[What you have to do]
Would you please copy the part of the material below that opens with the line containing "view.refresh_interval = interval;" and closes with the line containing "async fn draw(screen: &mut"? Copy it exactly, and only it.

START Records shown

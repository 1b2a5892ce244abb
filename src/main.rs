//! CO2 Dashboard
//!
//! Polls a CO2 sensor server and redraws a live chart in the terminal.
//! Commands typed on stdin change the server address, window and interval.

use clap::Parser;
use co2_dashboard::config::generate_default_config;
use co2_dashboard::console::{self, Command, Input, Screen, View, HELP};
use co2_dashboard::server::shutdown_signal;
use co2_dashboard::*;
use std::io::Write;
use std::path::PathBuf;
use std::sync::Arc;
use tokio::io::{AsyncBufReadExt, BufReader};
use tokio_util::sync::CancellationToken;

#[derive(Parser)]
#[command(name = "co2-dashboard")]
#[command(version = env!("CARGO_PKG_VERSION"))]
#[command(about = "Live CO2 chart and health indicator for a sensor server")]
#[command(after_help = "Logs are written to stderr; redirect them (2>dashboard.log) to keep the chart clean.")]
struct Cli {
    /// Config file (default: ~/.config/co2-dashboard/config.toml or ./config.toml)
    #[arg(short, long)]
    config: Option<PathBuf>,

    /// Sensor server base URL
    #[arg(short, long)]
    address: Option<String>,

    /// Number of most recent readings to draw
    #[arg(short = 'n', long)]
    last_n: Option<usize>,

    /// Data poll interval in milliseconds
    #[arg(short, long)]
    interval_ms: Option<u64>,

    /// Health check interval in milliseconds
    #[arg(long)]
    health_interval_ms: Option<u64>,

    /// Print a default config file and exit
    #[arg(long)]
    print_config: bool,
}

#[tokio::main]
async fn main() -> anyhow::Result<()> {
    let cli = Cli::parse();

    if cli.print_config {
        print!("{}", generate_default_config());
        return Ok(());
    }

    let mut config = Config::resolve(cli.config.as_deref())?;
    if let Some(address) = cli.address {
        config.dashboard.address = address;
    }
    if let Some(n) = cli.last_n {
        config.dashboard.last_n = n;
    }
    if let Some(ms) = cli.interval_ms {
        config.dashboard.refresh_interval_ms = ms;
    }
    if let Some(ms) = cli.health_interval_ms {
        config.dashboard.health_interval_ms = ms;
    }

    logging::init_tracing(&config.logging);
    tracing::info!("CO2 Dashboard v{}", env!("CARGO_PKG_VERSION"));

    let client = Arc::new(SensorClient::new(config.dashboard.request_timeout())?);
    let state = StateHandle::new(config.dashboard.address.clone());
    let shutdown = CancellationToken::new();

    let mut poller = Poller::new(
        client,
        state.clone(),
        config.dashboard.poll_settings(),
        shutdown.clone(),
    );
    poller.start().await?;

    let mut view = View {
        window: DisplayWindow::new(config.dashboard.last_n),
        refresh_interval: poller.settings().refresh_interval,
        size: ChartSize {
            width: config.dashboard.chart_width,
            height: config.dashboard.chart_height,
        },
        status: Some("Type 'help' for commands".to_string()),
    };

    let mut changes = state.subscribe();
    let mut lines = BufReader::new(tokio::io::stdin()).lines();
    let mut stdin_open = true;

    let signal = shutdown_signal();
    tokio::pin!(signal);

    let mut screen = Screen::default();
    draw(&mut screen, &state, &view).await;

    loop {
        tokio::select! {
            changed = changes.changed() => {
                if changed.is_err() {
                    break;
                }
            }
            line = lines.next_line(), if stdin_open => {
                match console::read_input(line) {
                    Input::Command(Command::Quit) => break,
                    Input::Command(command) => {
                        if command == Command::Refresh {
                            screen.invalidate();
                        }
                        let status = apply_command(command, &mut poller, &mut view).await;
                        view.status = Some(status);
                    }
                    Input::Status(status) => view.status = Some(status),
                    Input::Blank => {}
                    Input::Closed => {
                        tracing::debug!("stdin closed");
                        stdin_open = false;
                    }
                }
            }
            _ = &mut signal => break,
        }

        draw(&mut screen, &state, &view).await;
    }

    shutdown.cancel();
    poller.stop().await;
    println!();
    tracing::info!("CO2 Dashboard shutdown complete");
    Ok(())
}

/// Apply a console command, returning the status line to show
async fn apply_command(command: Command, poller: &mut Poller, view: &mut View) -> String {
    match command {
        Command::Address(address) => {
            poller.set_address(&address).await;
            format!("Polling {}", poller.settings().address)
        }
        Command::LastN(n) => {
            view.window = DisplayWindow::new(n);
            format!("Showing the latest {} readings", n)
        }
        Command::Interval(interval) => match poller.set_refresh_interval(interval).await {
            Ok(()) => {
                view.refresh_interval = interval;
                format!("Refreshing every {} ms", interval.as_millis())
            }
            Err(e) => e.to_string(),
        },
        Command::Refresh => "Redrawn".to_string(),
        Command::Help => HELP.to_string(),
        Command::Quit => String::new(),
    }
}

async fn draw(screen: &mut Screen, state: &StateHandle, view: &View) {
    let snapshot = state.snapshot().await;
    let Some(frame) = screen.frame(&snapshot, view) else {
        return;
    };
    let mut stdout = std::io::stdout().lock();
    if let Err(e) = stdout.write_all(frame.as_bytes()).and_then(|()| stdout.flush()) {
        tracing::warn!("Failed to draw dashboard: {}", e);
    }
}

END Records shown

[Response below]
                view.refresh_interval = interval;
                format!("Refreshing every {} ms", interval.as_millis())
            }
            Err(e) => e.to_string(),
        },
        Command::Refresh => "Redrawn".to_string(),
        Command::Help => HELP.to_string(),
        Command::Quit => String::new(),
    }
}

async fn draw(screen: &mut Screen, state: &StateHandle, view: &View) {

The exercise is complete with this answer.